Clarification re: --num_samples value

Question

Clarification re: --num_samples value

nelson-liu opened this issue 3 years ago · comments

Hi!

I enjoyed reading your paper, and thanks for releasing this nice codebase. I had a quick question: In appendix B, it's mentioned that When finetuning with demonstrations, we sample 16 different sets of demonstrations for each input and average the predicted log probability for each class during inference. However, I noticed that QQP, MNLI, and SNLI seem to use --num_sample 4 by default in the run_experiment.sh script (e.g., https://github.com/princeton-nlp/LM-BFF/blob/main/run_experiment.sh#L41 ).

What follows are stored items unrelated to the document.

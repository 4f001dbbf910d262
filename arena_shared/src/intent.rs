//! Player intents.
//!
//! Each variant maps 1:1 to a server action handler. Connect and disconnect
//! are not intents; they follow the reliable connection lifecycle.

use bitflags::bitflags;
use serde::{Deserialize, Serialize};

use crate::{entity::EntityId, math::Vec2};

/// Client -> server request.
#[derive(Debug, Clone, PartialEq, Serialize, Deserialize)]
#[serde(tag = "kind", rename_all = "snake_case")]
pub enum Intent {
    Move { target: Vec2 },
    MoveKeys(KeyState),
    Attack { target: EntityId },
    Cancel,
    StatUpdate(StatPatch),
}

/// Raw directional key payload.
#[derive(Debug, Clone, Copy, PartialEq, Eq, Default, Serialize, Deserialize)]
pub struct KeyState {
    pub left: bool,
    pub right: bool,
    pub up: bool,
    pub down: bool,
}

bitflags! {
    /// Pressed directions.
    #[derive(Debug, Clone, Copy, PartialEq, Eq, Default)]
    pub struct Direction: u8 {
        const LEFT = 1 << 0;
        const RIGHT = 1 << 1;
        const UP = 1 << 2;
        const DOWN = 1 << 3;
    }
}

impl From<KeyState> for Direction {
    fn from(keys: KeyState) -> Self {
        let mut dir = Direction::empty();
        dir.set(Direction::LEFT, keys.left);
        dir.set(Direction::RIGHT, keys.right);
        dir.set(Direction::UP, keys.up);
        dir.set(Direction::DOWN, keys.down);
        dir
    }
}

impl From<Direction> for KeyState {
    fn from(dir: Direction) -> Self {
        KeyState {
            left: dir.contains(Direction::LEFT),
            right: dir.contains(Direction::RIGHT),
            up: dir.contains(Direction::UP),
            down: dir.contains(Direction::DOWN),
        }
    }
}

impl Direction {
    /// One discrete step of `step` per axis. Opposing keys cancel their axis.
    ///
    /// Returns `None` when the pressed keys produce no movement.
    pub fn offset(self, step: f32) -> Option<(f32, f32)> {
        let axis = |neg: Direction, pos: Direction| {
            match (self.contains(neg), self.contains(pos)) {
                (false, true) => step,
                (true, false) => -step,
                (true, true) | (false, false) => 0.0,
            }
        };
        let dx = axis(Direction::LEFT, Direction::RIGHT);
        let dy = axis(Direction::UP, Direction::DOWN);
        if dx == 0.0 && dy == 0.0 {
            None
        } else {
            Some((dx, dy))
        }
    }
}

/// Attribute patch for the stat-update intent. Absent fields stay untouched.
#[derive(Debug, Clone, Default, PartialEq, Serialize, Deserialize)]
#[serde(default)]
pub struct StatPatch {
    pub name: Option<String>,
    pub color: Option<u32>,
    pub level: Option<u32>,
    pub hp: Option<i32>,
    pub max_hp: Option<i32>,
}

#[cfg(test)]
mod tests {
    use super::*;

    fn keys(left: bool, right: bool, up: bool, down: bool) -> Direction {
        KeyState {
            left,
            right,
            up,
            down,
        }
        .into()
    }

    #[test]
    fn single_keys_step_one_unit() {
        assert_eq!(keys(false, true, false, false).offset(16.0), Some((16.0, 0.0)));
        assert_eq!(keys(true, false, false, false).offset(16.0), Some((-16.0, 0.0)));
        assert_eq!(keys(false, false, true, false).offset(16.0), Some((0.0, -16.0)));
        assert_eq!(keys(false, false, false, true).offset(16.0), Some((0.0, 16.0)));
        assert_eq!(keys(false, true, false, true).offset(16.0), Some((16.0, 16.0)));
    }

    #[test]
    fn opposing_keys_cancel() {
        assert_eq!(keys(true, true, false, false).offset(16.0), None);
        assert_eq!(keys(false, false, true, true).offset(16.0), None);
        assert_eq!(keys(true, true, false, true).offset(16.0), Some((0.0, 16.0)));
        assert_eq!(Direction::empty().offset(16.0), None);
    }

    #[test]
    fn intent_wire_shape() {
        let json = serde_json::to_string(&Intent::Attack {
            target: EntityId(9),
        })
        .unwrap();
        assert_eq!(json, r#"{"kind":"attack","target":9}"#);

        let patch: Intent =
            serde_json::from_str(r#"{"kind":"stat_update","level":3}"#).unwrap();
        assert_eq!(
            patch,
            Intent::StatUpdate(StatPatch {
                level: Some(3),
                ..Default::default()
            })
        );
    }
}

If I wanted to faithfully reproduce the results of the paper, should I set num_sample to 16 for these tasks?

Thanks!

Tianyu Gao · Answer 1 · Wed Apr 07 2021 08:22:22 GMT+0800 (China Standard Time)

Hi,

Indeed for those large datasets we only take --num_sample 4 in the experiments for efficiency issues, for we found that using 16 does not bring significant improvement. To faithfully reproduce the results, you should keep the script unchanged (i.e., take --num_sample 4). Thanks for noticing this and we will add more details in the appendix in our next revision.

Nelson Liu · Answer 2 · Wed Apr 07 2021 09:32:55 GMT+0800 (China Standard Time)

Thanks for the prompt response!